In effect, Washington continues to support an unstable Iraqi polity. Not surprisingly, a State Department spokeswoman recently declared, “Our position has long been that we don’t support exports without the appropriate approval of the federal Iraqi government, and certainly we do have concerns about the impact of those continuing.” In Kurdistan that declaration was met more by sorrow than anger. There still exists a Kurdish love affair with America.
The Kurds have not forgotten that Operation Desert Storm secured the survival of Kurdistan and its people by imposing a “no-fly” zone that secured the region from Saddam Hussein.
While Iraq’s energy minister fulminated that, “It’s Iraq that makes sales and possesses the oil and it’s Iraq that will govern the future sales,” in reality it seemed more likely Turkey Prime Minister Erdogan could govern the future of Kurdish oil. His direct involvement with the KRG has occurred despite the fact that Erdogan has for years opposed a rapprochement with the Kurds of Turkey, Iraq and Syria. Incredibly, Erdogan has begun to use “Kurdistan” to designate those lands occupied by the Kurdish people. It is a testament to the importance energy plays in resource-poor Turkey’s foreign and domestic policy.
The KRG oil export came in defiance of Baghdad which asserts its oil ministry must approve all sales. Clearly, Baghdad is unable to impose its will on the regions. Its foreign policy is a shambles, and the Iraqi military, which for a half-century dominated the political scene, is now a shell of what it was. Each region — Shia south, Sunni Triangle and Kurdistan northeast — is enlarging its own militia. The center cannot hold, but if Kurdistan can escape the anarchy to come, it could become a wealthy, viable state, and an ally of the United States.
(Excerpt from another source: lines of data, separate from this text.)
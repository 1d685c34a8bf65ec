// 该文件是 Kanjian （看见） 项目的一部分。
// src/model/decode.rs - 检测输出解码
//
// 本文件根据 Apache 许可证第 2.0 版（以下简称“许可证”）授权使用；
// 除非遵守该许可证条款，否则您不得使用本文件。
// 您可通过以下网址获取许可证副本：
// http://www.apache.org/licenses/LICENSE-2.0
// 除非适用法律要求或书面同意，根据本许可协议分发的软件均按“原样”提供，
// 不附带任何形式的明示或暗示的保证或条件。
// 有关许可权限与限制的具体条款，请参阅本许可协议。
//
// Copyright (C) 2026 Johann Li <me@qinka.pro>, Wareless Group

use thiserror::Error;
use tracing::debug;

use crate::{
  frame::RawOutputTensor,
  model::{BBox, Candidate},
};

/// 每行前 4 个值为 cx, cy, w, h
const BOX_PARAMS: usize = 4;

#[derive(Error, Debug, PartialEq, Eq)]
pub enum DecodeError {
  #[error("输出张量维度不受支持: {0:?}")]
  UnsupportedShape(Vec<usize>),
  #[error("输出张量通道数 {channels} 过少, 至少需要 {min}")]
  TooFewChannels { channels: usize, min: usize },
  #[error("输出张量通道数 {channels} 与类别数量 {num_classes} 不符")]
  ClassCountMismatch { channels: usize, num_classes: usize },
  #[error("输出张量数据长度 {actual} 与形状 {shape:?} 不符")]
  LengthMismatch { shape: Vec<usize>, actual: usize },
}

#[derive(Debug, Clone, Copy, PartialEq)]
pub struct DecodeConfig {
  pub input_width: u32,
  pub input_height: u32,
  pub conf_threshold: f32,
  /// 已知类别数量时用于校验和判断排列方向
  pub num_classes: Option<usize>,
}

/// 去掉批次维后的二维视图，屏蔽两种排列方向
struct Rows<'a> {
  data: &'a [f32],
  rows: usize,
  channels: usize,
  channel_major: bool,
}

impl<'a> Rows<'a> {
  fn from_tensor(tensor: &'a RawOutputTensor, num_classes: Option<usize>) -> Result<Self, DecodeError> {
    let shape = tensor.shape();
    let (a, b) = match *shape {
      [1, a, b] => (a, b),
      [a, 1, b] => (a, b),
      [a, b] => (a, b),
      _ => return Err(DecodeError::UnsupportedShape(shape.to_vec())),
    };

    if a.checked_mul(b) != Some(tensor.data().len()) {
      return Err(DecodeError::LengthMismatch {
        shape: shape.to_vec(),
        actual: tensor.data().len(),
      });
    }

    // 默认按 (4 + C) x N 解释；仅当类别数已知且只有第二维吻合时按 N x (4 + C)
    let channel_major = match num_classes {
      Some(c) => !(b == BOX_PARAMS + c && a != BOX_PARAMS + c),
      None => true,
    };
    let (channels, rows) = if channel_major { (a, b) } else { (b, a) };

    let min = BOX_PARAMS + 1;
    if channels < min {
      return Err(DecodeError::TooFewChannels { channels, min });
    }
    if let Some(c) = num_classes
      && channels != BOX_PARAMS + c
    {
      return Err(DecodeError::ClassCountMismatch {
        channels,
        num_classes: c,
      });
    }

    Ok(Self {
      data: tensor.data(),
      rows,
      channels,
      channel_major,
    })
  }

  fn value(&self, row: usize, channel: usize) -> f32 {
    if self.channel_major {
      self.data[channel * self.rows + row]
    } else {
      self.data[row * self.channels + channel]
    }
  }

  /// 最高类别分数及其编号，并列时取最小编号
  fn best_class(&self, row: usize) -> (f32, usize) {
    let mut best_score = f32::NEG_INFINITY;
    let mut best_class = 0usize;
    for channel in BOX_PARAMS..self.channels {
      let score = self.value(row, channel);
      if score > best_score {
        best_score = score;
        best_class = channel - BOX_PARAMS;
      }
    }
    (best_score, best_class)
  }
}

/// 将原始输出解码为原图坐标系下的候选框
///
/// `original_shape` 为 `(height, width)`。返回顺序与输出张量行顺序一致。
pub fn decode(
  tensor: &RawOutputTensor,
  original_shape: (u32, u32),
  config: &DecodeConfig,
) -> Result<Vec<Candidate>, DecodeError> {
  let rows = Rows::from_tensor(tensor, config.num_classes)?;

  let (img_height, img_width) = (original_shape.0 as f32, original_shape.1 as f32);
  let scale_x = img_width / config.input_width as f32;
  let scale_y = img_height / config.input_height as f32;

  let mut candidates = Vec::new();
  for row in 0..rows.rows {
    let (score, class_id) = rows.best_class(row);
    // NaN 也在这里被丢弃
    if !(score >= config.conf_threshold) {
      continue;
    }

    let x = rows.value(row, 0);
    let y = rows.value(row, 1);
    let w = rows.value(row, 2);
    let h = rows.value(row, 3);
    if !(x.is_finite() && y.is_finite() && w.is_finite() && h.is_finite()) {
      debug!("第 {} 行边界框包含非有限值, 已丢弃", row);
      continue;
    }

    let left = ((x - w / 2.0) * scale_x).clamp(0.0, img_width);
    let top = ((y - h / 2.0) * scale_y).clamp(0.0, img_height);
    let width = (w * scale_x).min(img_width - left).max(0.0);
    let height = (h * scale_y).min(img_height - top).max(0.0);

    candidates.push(Candidate {
      bbox: BBox::new(left, top, width, height),
      score: score.min(1.0),
      class_id,
      row,
    });
  }

  debug!(
    "解码 {} 行输出, {} 个候选框超过阈值 {}",
    rows.rows,
    candidates.len(),
    config.conf_threshold
  );
  Ok(candidates)
}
It is clear that the recent shipment of Kurdistan oil is but the first of many sales to come. However, many questions regarding its financing remain unanswered. Mete Goknel, a former director of BOTAS, the Turkish state-owned crude oil and natural gas pipeline company, has noted the long-standing mistrust that exists between Iraq’s regions. In doing so, he raised the quintessential question which is yet to be resolved: “Both Baghdad and Washington are concerned [in] which account the revenue from the oil sales will be deposited, [and] how it will be shared and be controlled.”
Perhaps we will know soon. But I wouldn’t count on it.
* J. Millard Burr is a Senior Fellow with the American Center for Democracy.